Stored items:
☆ ☆ ☆ ☆ ☆
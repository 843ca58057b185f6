//! Intent dispatch.
//!
//! Incoming envelopes are routed by the pair (sender role, intent) to a
//! registered handler. Envelopes from unknown sender roles are logged and
//! dropped; no error is surfaced to the sender.

use crate::envelope::Envelope;
use crate::node::FabricNode;
use async_trait::async_trait;
use cordon_core::{CordonResult, NodeRole};
use std::collections::HashMap;
use std::sync::Arc;

/// A handler for one or more intents from one sender role.
///
/// Returning `Ok(Some(value))` answers a request with a correlated
/// response; `Ok(None)` answers nothing (appropriate for notifies).
/// Errors on requests are reported back as correlated failures.
#[async_trait]
pub trait IntentHandler: Send + Sync {
    /// Process one envelope. The fabric handle allows the handler to issue
    /// further sends and requests of its own.
    async fn handle(
        &self,
        fabric: &FabricNode,
        envelope: Envelope,
    ) -> CordonResult<Option<serde_json::Value>>;
}

/// Registry mapping (sender role, intent) to handlers.
#[derive(Default)]
pub struct HandlerRegistry {
    handlers: HashMap<(NodeRole, String), Arc<dyn IntentHandler>>,
}

impl HandlerRegistry {
    /// Create an empty registry.
    pub fn new() -> Self {
        Self::default()
    }

    /// Register a handler for envelopes with `intent` sent by `role`.
    /// Re-registering the same pair replaces the previous handler.
    pub fn register(
        &mut self,
        role: NodeRole,
        intent: impl Into<String>,
        handler: Arc<dyn IntentHandler>,
    ) {
        self.handlers.insert((role, intent.into()), handler);
    }

    /// Look up the handler for a (sender role, intent) pair.
    pub fn lookup(&self, role: NodeRole, intent: &str) -> Option<Arc<dyn IntentHandler>> {
        self.handlers.get(&(role, intent.to_string())).cloned()
    }

    /// Number of registered (role, intent) pairs.
    pub fn len(&self) -> usize {
        self.handlers.len()
    }

    /// Whether no handlers are registered.
    pub fn is_empty(&self) -> bool {
        self.handlers.is_empty()
    }
}
//! Role wiring for the Cordon access fabric.
//!
//! Five roles cooperate per access attempt: the web front submits, the
//! access proxy ingests, the decision node scores, the policy engine
//! renders the verdict, and the data center owns every durable
//! collection. This crate binds each role's intent handlers to a fabric
//! node and exposes the external interface on the web front.

pub mod front;
pub mod handlers;
pub mod intents;
pub mod runtime;

pub use front::CordonFront;
pub use runtime::{start_node, AppConfig};
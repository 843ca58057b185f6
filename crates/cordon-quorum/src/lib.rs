//! k-of-n threshold secret sharing gating privileged access.
//!
//! A fresh secret is generated per request and split across the eligible
//! approvers; reconstruction is refused below the threshold and the
//! recovered value gates a constant-time verification step.

pub mod notify;
pub mod shamir;
pub mod workflow;

pub use notify::{LoggingNotifier, ShareNotifier};
pub use shamir::{decode_share, encode_share, reconstruct, split, threshold_for, SecretShare, ShamirPolynomial};
pub use workflow::{
    ApprovalStatus, ApproverAction, ApproverRecord, PamCoordinator, PrivilegedAccessRequest,
    RequestStatus, MAX_ACCESS_DURATION, MIN_ACCESS_DURATION,
};
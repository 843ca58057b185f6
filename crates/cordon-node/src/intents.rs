//! Intent tags and their typed payloads.
//!
//! Every intent carries a statically shaped payload, decoded from the
//! envelope's JSON value at the dispatch boundary. The tags and shapes
//! follow the historical wire vocabulary.

use cordon_store::{AccessDecision, AccessRequest, AuthEvent, DecisionThresholds, LocationPolicy, UserIdentity};
use cordon_trust::RawAuthEvent;
use serde::{Deserialize, Serialize};

/// An access attempt entering through the web front.
pub const ACCESS_REQUEST: &str = "access_request";
/// Access proxy asking the decision node for a score and verdict.
pub const REQUEST_TRUST_SCORE: &str = "request_trust_score";
/// Decision node pulling a user's stored signals.
pub const REQUEST_USER_DATA: &str = "request_user_data";
/// Decision node pulling the location risk lists and window.
pub const REQUEST_LOC_CONFIGS: &str = "request_loc_configs";
/// Policy engine asking for a verdict against the thresholds.
pub const REQUEST_ACCESS_DECISION: &str = "request_access_decision";
/// Policy engine pulling the decision thresholds.
pub const REQUEST_THRESHOLD_CONFIGS: &str = "request_threshold_configs";
/// Persist one access request.
pub const STORE_ACCESS_REQUEST: &str = "store_access_request";
/// Persist one rendered decision.
pub const STORE_ACCESS_DECISION: &str = "store_access_decision";
/// Batch of raw identity-provider events for cleaning and ingestion.
pub const STORE_IDENTITY_EVENTS: &str = "store_identity_events";
/// Partial identity records to merge.
pub const UPDATE_USER_ROLES: &str = "update_user_roles";
/// Shallow merge into the policy document.
pub const UPDATE_POLICY_CONFIGS: &str = "update_policy_configs";
/// Courtesy push of a rendered verdict to the web front.
pub const ACCESS_DECISION: &str = "access_decision";

/// Network and device context captured for an access attempt.
#[derive(Debug, Clone, Default, Serialize, Deserialize)]
pub struct AccessContext {
    /// Public address the attempt arrived from.
    pub public_ip: Option<String>,
    /// `City/CC` location string resolved from the address.
    pub location: Option<String>,
    /// Device class.
    pub device_type: Option<String>,
    /// Browser user agent.
    pub browser: Option<String>,
    /// Device hardware address.
    pub device_mac: Option<String>,
    /// Vendor resolved from the hardware address.
    pub device_vendor: Option<String>,
    /// Operating system.
    pub operating_system: Option<String>,
}

/// Payload of [`ACCESS_REQUEST`].
#[derive(Debug, Clone, Serialize, Deserialize)]
pub struct AccessRequestPayload {
    /// Subject requesting access.
    pub user_id: String,
    /// Resource asked for.
    pub resource: String,
    /// Attempt context.
    #[serde(default)]
    pub context: AccessContext,
}

/// Payload of [`REQUEST_TRUST_SCORE`] and [`REQUEST_USER_DATA`].
#[derive(Debug, Clone, Serialize, Deserialize)]
pub struct UserScopedPayload {
    /// Subject under evaluation.
    pub user_id: String,
}

/// Reply to [`REQUEST_USER_DATA`]: everything the scoring step needs.
#[derive(Debug, Clone, Serialize, Deserialize)]
pub struct UserDataReply {
    /// Identity record, if known.
    pub user: Option<UserIdentity>,
    /// Most recent access request for the subject.
    pub latest_request: Option<AccessRequest>,
    /// Most recent authentication event for the subject.
    pub latest_data: Option<AuthEvent>,
}

/// Payload of [`REQUEST_ACCESS_DECISION`].
#[derive(Debug, Clone, Serialize, Deserialize)]
pub struct AccessDecisionRequest {
    /// Subject under evaluation.
    pub user_id: String,
    /// Computed overall trust score.
    pub user_trust_score: f64,
    /// Smoothed sign-in risk from the latest auth event.
    pub sign_in_risk: f64,
    /// Identity source role string, when known.
    pub user_role: Option<String>,
}

/// Reply carrying the rendered verdict alongside the score.
#[derive(Debug, Clone, Serialize, Deserialize)]
pub struct VerdictReply {
    /// Overall trust score the verdict was rendered against.
    pub user_trust_score: f64,
    /// 1 allow, 0 deny.
    pub access_decision: u8,
}

/// Payload of [`STORE_ACCESS_REQUEST`]: the record to append. The store
/// assigns the ID.
#[derive(Debug, Clone, Serialize, Deserialize)]
pub struct AccessRequestRecordPayload {
    /// Record built by the access proxy from the attempt payload.
    pub access_request: AccessRequest,
}

/// Reply to [`STORE_ACCESS_REQUEST`].
#[derive(Debug, Clone, Serialize, Deserialize)]
pub struct StoredReply {
    /// Assigned collection-scoped ID.
    #[serde(rename = "ID")]
    pub id: u64,
}

/// Payload of [`STORE_IDENTITY_EVENTS`].
#[derive(Debug, Clone, Serialize, Deserialize)]
pub struct IdentityEventsPayload {
    /// Raw provider events, uncleaned.
    pub events: Vec<RawAuthEvent>,
}

/// Payload of [`UPDATE_USER_ROLES`].
#[derive(Debug, Clone, Serialize, Deserialize)]
pub struct IdentityMergePayload {
    /// Partial identity records to merge.
    pub extracted_data: Vec<UserIdentity>,
}

/// Payload of [`UPDATE_POLICY_CONFIGS`]: the partial document as JSON.
#[derive(Debug, Clone, Serialize, Deserialize)]
pub struct PolicyUpdatePayload {
    /// Keys to merge into the policy document.
    pub data: serde_json::Value,
}

/// Reply to [`UPDATE_POLICY_CONFIGS`].
#[derive(Debug, Clone, Serialize, Deserialize)]
pub struct PolicyUpdateReply {
    /// `success` or `fail`.
    pub status: cordon_store::UpdateStatus,
}

/// Reply to [`REQUEST_LOC_CONFIGS`].
#[derive(Debug, Clone, Serialize, Deserialize)]
pub struct LocationConfigReply {
    /// The configured lists and window.
    pub ta_data: LocationPolicy,
}

/// Reply to [`REQUEST_THRESHOLD_CONFIGS`].
#[derive(Debug, Clone, Serialize, Deserialize)]
pub struct ThresholdConfigReply {
    /// The four configured thresholds.
    pub policy_configs: DecisionThresholds,
}

/// Payload of [`STORE_ACCESS_DECISION`]; the record's ID is assigned by
/// the store.
pub type StoreDecisionPayload = AccessDecision;

#[cfg(test)]
mod tests {
    use super::*;

    #[test]
    fn access_request_payload_tolerates_missing_context() {
        let payload: AccessRequestPayload =
            serde_json::from_value(serde_json::json!({"user_id": "u1", "resource": "resource-1"}))
                .unwrap();
        assert!(payload.context.location.is_none());
    }
}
☆ ☆ ☆ ☆ ☆
### What the task asks:
The lines above from the one containing "use std::collections::HashMap;" through the one containing "handlers are registered." are to be set down exactly, and no others.

### Answer area:
use std::collections::HashMap;
use std::sync::Arc;

/// A handler for one or more intents from one sender role.
///
/// Returning `Ok(Some(value))` answers a request with a correlated
/// response; `Ok(None)` answers nothing (appropriate for notifies).
/// Errors on requests are reported back as correlated failures.
#[async_trait]
pub trait IntentHandler: Send + Sync {
    /// Process one envelope. The fabric handle allows the handler to issue
    /// further sends and requests of its own.
    async fn handle(
        &self,
        fabric: &FabricNode,
        envelope: Envelope,
    ) -> CordonResult<Option<serde_json::Value>>;
}

/// Registry mapping (sender role, intent) to handlers.
#[derive(Default)]
pub struct HandlerRegistry {
    handlers: HashMap<(NodeRole, String), Arc<dyn IntentHandler>>,
}

impl HandlerRegistry {
    /// Create an empty registry.
    pub fn new() -> Self {
        Self::default()
    }

    /// Register a handler for envelopes with `intent` sent by `role`.
    /// Re-registering the same pair replaces the previous handler.
    pub fn register(
        &mut self,
        role: NodeRole,
        intent: impl Into<String>,
        handler: Arc<dyn IntentHandler>,
    ) {
        self.handlers.insert((role, intent.into()), handler);
    }

    /// Look up the handler for a (sender role, intent) pair.
    pub fn lookup(&self, role: NodeRole, intent: &str) -> Option<Arc<dyn IntentHandler>> {
        self.handlers.get(&(role, intent.to_string())).cloned()
    }

    /// Number of registered (role, intent) pairs.
    pub fn len(&self) -> usize {
        self.handlers.len()
    }

    /// Whether no handlers are registered.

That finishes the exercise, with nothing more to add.